### YOUR TASK
In the records below, find the line with "let desc = self.target().classes().get(class)?;" and the line with "the constrained table.". Print both exactly, along with every line between them, and no other line.

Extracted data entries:
━━━━━━

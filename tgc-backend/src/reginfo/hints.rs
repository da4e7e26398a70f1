//! Allocation Hinting
//!
//! Read-only advice for the generic allocator: scratch-register searches,
//! cost table selection, copy-coalescing hints and live-range widening.
//! An empty answer is a normal outcome here, never a failure; the
//! allocator falls back to its default order.

use super::classify::RegBank;
use super::RegisterInfo;
use crate::error::RegInfoError;
use crate::function::FunctionInfo;
use crate::regalloc::{LiveRegMatrix, VirtRegMap};
use log::trace;
use tgc_codegen::{class, PhysReg, RegClassId, VirtReg};

/// Vector registers kept out of the ordinary search so late passes
/// (offset legalization scratch) still find something free.
const HIGH_VECTOR_KEEPOUT: u8 = 2;

fn in_high_vector_keepout(reg: PhysReg) -> bool {
    let limit = PhysReg::FILE_SIZE - HIGH_VECTOR_KEEPOUT;
    match reg {
        PhysReg::V(n) => n >= limit,
        PhysReg::V2(n) => n + 1 >= limit,
        _ => false,
    }
}

impl RegisterInfo<'_> {
    /// First register of `class` that is neither reserved nor referenced
    /// anywhere in the function, searching in allocation priority order.
    ///
    /// With `reserve_highest_vector` set the highest-numbered vector
    /// registers are skipped, keeping them free for emergency scratch.
    /// `None` is an expected outcome the caller must handle.
    pub fn find_unused_register(
        &self,
        class: RegClassId,
        func: &FunctionInfo,
        reserve_highest_vector: bool,
    ) -> Result<Option<PhysReg>, RegInfoError> {
        let desc = self.target().classes().get(class)?;
        let reserved = self.reserved_regs(func);
        Ok(desc
            .members
            .iter()
            .copied()
            .filter(|&reg| !(reserve_highest_vector && in_high_vector_keepout(reg)))
            .find(|&reg| !reserved.contains(reg) && !func.is_phys_used(reg)))
    }

    /// Which precomputed allocation-order/cost table to use.
    ///
    /// Functions with a high occupancy target live under a compressed
    /// per-warp register budget and get the constrained table.
    pub fn register_cost_table_index(&self, func: &FunctionInfo) -> usize {
        if func.occupancy_target() >= 8 {
            1
        } else {
            0
        }
    }

    /// Widest class a value of `class` may be promoted into without
    /// breaking divergence or encoding constraints.
    pub fn largest_legal_superclass(
        &self,
        class_id: RegClassId,
        _func: &FunctionInfo,
    ) -> Result<RegClassId, RegInfoError> {
        let desc = self.target().classes().get(class_id)?;
        // Pair classes keep their width.
        if desc.is_pair_class() {
            return Ok(class_id);
        }
        Ok(match self.bank(class_id)? {
            RegBank::Scalar => class::GPR,
            RegBank::Float => class::FPR,
            RegBank::VectorOrMixed => {
                // A mixed class is already the widest divergent-safe
                // surface for its values; a pure vector class must not
                // widen into anything containing scalar registers.
                if self.has_scalar_regs(class_id)? {
                    class_id
                } else {
                    class::VGPR
                }
            }
        })
    }

    /// Reorder/filter the allocator's candidates for `vreg`.
    ///
    /// Prefers a physical register already holding the same value through
    /// a recorded copy, provided it is a legal, free candidate. A
    /// divergent virtual register is never hinted into a scalar-only
    /// physical register. Empty means "no improving hint"; the allocator
    /// keeps its default order.
    pub fn get_allocation_hints(
        &self,
        vreg: VirtReg,
        order: &[PhysReg],
        func: &FunctionInfo,
        vrm: &VirtRegMap,
        matrix: &LiveRegMatrix,
    ) -> Result<Vec<PhysReg>, RegInfoError> {
        let class_id = func
            .vreg_class(vreg)
            .ok_or(RegInfoError::UnassignedVirtReg(vreg.0))?;
        let divergent = self.bank(class_id)?.is_divergent();
        let reserved = self.reserved_regs(func);

        let mut hints = Vec::new();
        if let Some(copy) = func.copy_hint(vreg) {
            if let Some(phys) = vrm.resolve(copy) {
                let scalar_phys = self.is_sgpr_class(self.base_class(phys))?;
                let legal = order.contains(&phys)
                    && !reserved.contains(phys)
                    && matrix.is_free(phys)
                    && !(divergent && scalar_phys);
                if legal {
                    hints.push(phys);
                }
            }
        }
        trace!(
            "allocation hints for {vreg} ({}): {:?}",
            if divergent { "divergent" } else { "uniform" },
            hints,
        );
        Ok(hints)
    }
}
//! Tide Target Configuration
//!
//! Immutable once constructed; shared read-only across every function
//! compiled for the target.

use crate::class::RegClassTable;
use crate::regs::PhysReg;

/// Global target configuration: the class table plus the handful of
/// designated registers and layout parameters the policy layer needs.
#[derive(Debug, Clone)]
pub struct TideTarget {
    classes: RegClassTable,
    private_mem_base: PhysReg,
    stack_align: u64,
}

impl TideTarget {
    /// The standard Tide configuration.
    ///
    /// Private memory is conceptually addressed off the thread pointer,
    /// but the private-memory access instructions are encoded against the
    /// vector register file, so the target designates a fixed vector
    /// register that mirrors it.
    pub fn new() -> Self {
        Self {
            classes: RegClassTable::tide(),
            private_mem_base: PhysReg::V(31),
            stack_align: 16,
        }
    }

    pub fn classes(&self) -> &RegClassTable {
        &self.classes
    }

    /// The designated private-memory base register.
    pub fn private_mem_base(&self) -> PhysReg {
        self.private_mem_base
    }

    /// Guaranteed alignment of the stack and private-memory base
    /// registers, in bytes.
    pub fn stack_align(&self) -> u64 {
        self.stack_align
    }
}

impl Default for TideTarget {
    fn default() -> Self {
        Self::new()
    }
}
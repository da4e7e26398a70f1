//! Frame-index elimination proper
//!
//! Runs once per function after allocation. Each memory operand that
//! still names a frame index is resolved against the slot's base policy,
//! range-checked against the addressing mode's immediate width, and
//! rewritten; out-of-range offsets are legalized through a scratch
//! register. General stack slots are addressed through the scalar file,
//! private per-lane slots through the vector file, which is exactly why
//! the target designates a dedicated vector base register for private
//! memory.

use super::adjust::adjust_reg;
use crate::error::RegInfoError;
use crate::function::{FrameBase, FunctionInfo};
use crate::reginfo::RegisterInfo;
use log::{debug, trace};
use tgc_codegen::{class, fits_simm, AddrBase, AddrSpace, MInst, PhysReg, StackOffset};

impl RegisterInfo<'_> {
    /// Base register for general stack access in this function.
    pub fn frame_register(&self, func: &FunctionInfo) -> PhysReg {
        if func.needs_frame_pointer() {
            PhysReg::FP
        } else {
            PhysReg::SP
        }
    }

    /// The fixed vector register used to address private memory.
    pub fn private_memory_base_register(&self) -> PhysReg {
        self.target().private_mem_base()
    }

    /// Replace every frame-index operand in `insts` with concrete
    /// register-plus-immediate addressing.
    ///
    /// Returns the rewritten instruction stream. On success it is
    /// guaranteed to contain no frame reference; running the pass a
    /// second time is a no-op.
    pub fn eliminate_frame_indices(
        &self,
        func: &FunctionInfo,
        insts: Vec<MInst>,
    ) -> Result<Vec<MInst>, RegInfoError> {
        // The scratch search must see every register the stream itself
        // touches, not only what the caller recorded in the usage
        // ledger; otherwise it could hand back a store's source register
        // and clobber it with the synthesized address.
        let mut usage = func.clone();
        for inst in &insts {
            for reg in inst.regs() {
                usage.note_phys_use(reg);
            }
        }

        let mut out = Vec::with_capacity(insts.len());
        for inst in insts {
            if inst.frame_index().is_some() {
                self.eliminate_one(&usage, inst, &mut out)?;
            } else {
                out.push(inst);
            }
        }
        if let Some(fi) = out.iter().find_map(MInst::frame_index) {
            return Err(RegInfoError::FrameIndexNotEliminated(fi.0));
        }
        Ok(out)
    }

    fn eliminate_one(
        &self,
        func: &FunctionInfo,
        inst: MInst,
        out: &mut Vec<MInst>,
    ) -> Result<(), RegInfoError> {
        let (fi, disp, space) = match &inst {
            MInst::Load { base: AddrBase::Frame(fi), offset, space, .. }
            | MInst::Store { base: AddrBase::Frame(fi), offset, space, .. } => {
                (*fi, *offset, *space)
            }
            // Callers only hand us instructions that still carry a frame
            // index; anything else is a walk bug on our side.
            _ => unreachable!("eliminate_one called without a frame operand"),
        };
        let object = func.frame_object(fi)?;
        let base = match object.base {
            FrameBase::FramePointer => PhysReg::FP,
            FrameBase::StackPointer => PhysReg::SP,
            FrameBase::PrivateMemory => self.private_memory_base_register(),
        };
        // Fold the displacement already present in the instruction into
        // the slot offset.
        let total = object.offset.plus_fixed(disp);
        let bits = space.imm_bits();
        trace!("eliminating {fi} in '{inst}': {base} + {total} ({space:?})");

        if total.scalable == 0 && fits_simm(total.fixed, bits) {
            out.push(rewrite(inst, base, total.fixed));
            return Ok(());
        }

        // Legalize: keep a non-negative in-range remainder on the access
        // and fold the rest into a scratch base register. The carried
        // part stays a multiple of the immediate span, which preserves
        // any alignment the base guaranteed.
        let span = 1i64 << (bits - 1);
        let remainder = total.fixed.rem_euclid(span);
        let carried = StackOffset::new(total.fixed - remainder, total.scalable);

        let (scratch_class, file) = match space {
            AddrSpace::Private => (class::VGPR, "vector"),
            AddrSpace::Stack => (class::GPR, "scalar"),
        };
        let scratch = self
            .find_unused_register(scratch_class, func, false)?
            .ok_or(RegInfoError::NoScratchRegister(file))?;
        debug!(
            "legalizing {fi}: offset {total} -> {scratch} = {base} + {carried}, remainder {remainder}"
        );
        adjust_reg(
            out,
            scratch,
            base,
            carried,
            inst.flag(),
            Some(self.target().stack_align()),
        )?;
        out.push(rewrite(inst, scratch, remainder));
        Ok(())
    }
}

/// Rebuild a memory instruction with a concrete base and immediate.
fn rewrite(inst: MInst, base: PhysReg, imm: i64) -> MInst {
    match inst {
        MInst::Load { rd, space, flag, .. } => MInst::Load {
            rd,
            base: AddrBase::Reg(base),
            offset: imm,
            space,
            flag,
        },
        MInst::Store { rs, space, flag, .. } => MInst::Store {
            rs,
            base: AddrBase::Reg(base),
            offset: imm,
            space,
            flag,
        },
        other => other,
    }
}
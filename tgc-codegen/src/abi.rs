//! Tide Calling Convention Data
//!
//! Register Usage:
//! - x0: zero register
//! - x1: return address
//! - x2/x3/x4: stack pointer, global pointer, thread pointer
//! - x5-x7, x28-x31: scalar temporaries (caller-saved)
//! - x10-x17: scalar arguments/results
//! - x8, x9, x18-x27: scalar saved registers (callee-saved)
//! - f8, f9, f18-f27: float saved registers (callee-saved)
//! - v0-v31: per-lane vector file; kernel arguments ascend from v0
//!
//! The kernel-entry convention manages the divergent file per sub-program
//! instead of across calls, so its preserved set covers the scalar file
//! only and its callee-saved list is empty.

use crate::regs::PhysReg;

/// Calling conventions known to the Tide backend.
#[derive(Debug, Clone, Copy, PartialEq, Eq)]
pub enum CallConv {
    /// Ordinary function call.
    Tide,
    /// Kernel entry point.
    Kernel,
}

/// Callee-saved registers of the ordinary convention, in save/restore
/// order. The order is part of the ABI: prologue/epilogue generation
/// walks it as-is.
pub const TIDE_CALLEE_SAVED: &[PhysReg] = &[
    PhysReg::X(1),
    PhysReg::X(8),
    PhysReg::X(9),
    PhysReg::X(18),
    PhysReg::X(19),
    PhysReg::X(20),
    PhysReg::X(21),
    PhysReg::X(22),
    PhysReg::X(23),
    PhysReg::X(24),
    PhysReg::X(25),
    PhysReg::X(26),
    PhysReg::X(27),
    PhysReg::F(8),
    PhysReg::F(9),
    PhysReg::F(18),
    PhysReg::F(19),
    PhysReg::F(20),
    PhysReg::F(21),
    PhysReg::F(22),
    PhysReg::F(23),
    PhysReg::F(24),
    PhysReg::F(25),
    PhysReg::F(26),
    PhysReg::F(27),
];

/// Kernel entries have no caller to restore for.
pub const KERNEL_CALLEE_SAVED: &[PhysReg] = &[];

/// Registers a kernel-internal call is guaranteed not to clobber:
/// the scalar saved file only, never the divergent file.
pub const KERNEL_PRESERVED: &[PhysReg] = &[
    PhysReg::X(1),
    PhysReg::X(8),
    PhysReg::X(9),
    PhysReg::X(18),
    PhysReg::X(19),
    PhysReg::X(20),
    PhysReg::X(21),
    PhysReg::X(22),
    PhysReg::X(23),
    PhysReg::X(24),
    PhysReg::X(25),
    PhysReg::X(26),
    PhysReg::X(27),
];

/// Save/restore order for a convention.
pub fn callee_saved(conv: CallConv) -> &'static [PhysReg] {
    match conv {
        CallConv::Tide => TIDE_CALLEE_SAVED,
        CallConv::Kernel => KERNEL_CALLEE_SAVED,
    }
}

/// Registers preserved across a call under a convention.
pub fn preserved(conv: CallConv) -> &'static [PhysReg] {
    match conv {
        CallConv::Tide => TIDE_CALLEE_SAVED,
        CallConv::Kernel => KERNEL_PRESERVED,
    }
}

#[cfg(test)]
mod tests {
    use super::*;
    use pretty_assertions::assert_eq;

    #[test]
    fn test_callee_saved_order_is_stable() {
        assert_eq!(callee_saved(CallConv::Tide), callee_saved(CallConv::Tide));
        assert_eq!(callee_saved(CallConv::Tide)[0], PhysReg::RA);
        assert!(callee_saved(CallConv::Kernel).is_empty());
    }

    #[test]
    fn test_kernel_preserves_no_vector_registers() {
        assert!(preserved(CallConv::Kernel).iter().all(|r| !r.is_vector()));
        // The ordinary convention preserves the float saved file too.
        assert!(preserved(CallConv::Tide).contains(&PhysReg::F(8)));
        assert!(!preserved(CallConv::Kernel).contains(&PhysReg::F(8)));
    }
}
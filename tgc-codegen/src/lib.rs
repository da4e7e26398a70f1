//! Tide GPU Compiler - Machine Model
//!
//! This crate defines the machine description consumed by the backend:
//! physical and virtual registers, register aliasing, the static register
//! class table, machine instruction definitions, and calling convention
//! data for the Tide SIMT extension of the RISC-V base ISA.
//!
//! Everything here is immutable after target construction and is safely
//! shared across concurrently compiled functions. Policy decisions (what
//! is reserved, how offsets get legalized, which registers to hint) live
//! in `tgc-backend`.

pub mod abi;
pub mod class;
pub mod inst;
pub mod regs;
pub mod target;

pub use abi::CallConv;
pub use class::{ClassFlags, ClassTableError, RegClassDesc, RegClassId, RegClassTable};
pub use inst::{fits_simm, AddrBase, AddrSpace, FrameIndex, InstFlag, MInst, StackOffset};
pub use regs::{PhysReg, Reg, RegMask, VirtReg};
pub use target::TideTarget;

━━━━━━

### EXERCISE ANSWER
        let desc = self.target().classes().get(class)?;
        let reserved = self.reserved_regs(func);
        Ok(desc
            .members
            .iter()
            .copied()
            .filter(|&reg| !(reserve_highest_vector && in_high_vector_keepout(reg)))
            .find(|&reg| !reserved.contains(reg) && !func.is_phys_used(reg)))
    }

    /// Which precomputed allocation-order/cost table to use.
    ///
    /// Functions with a high occupancy target live under a compressed
    /// per-warp register budget and get the constrained table.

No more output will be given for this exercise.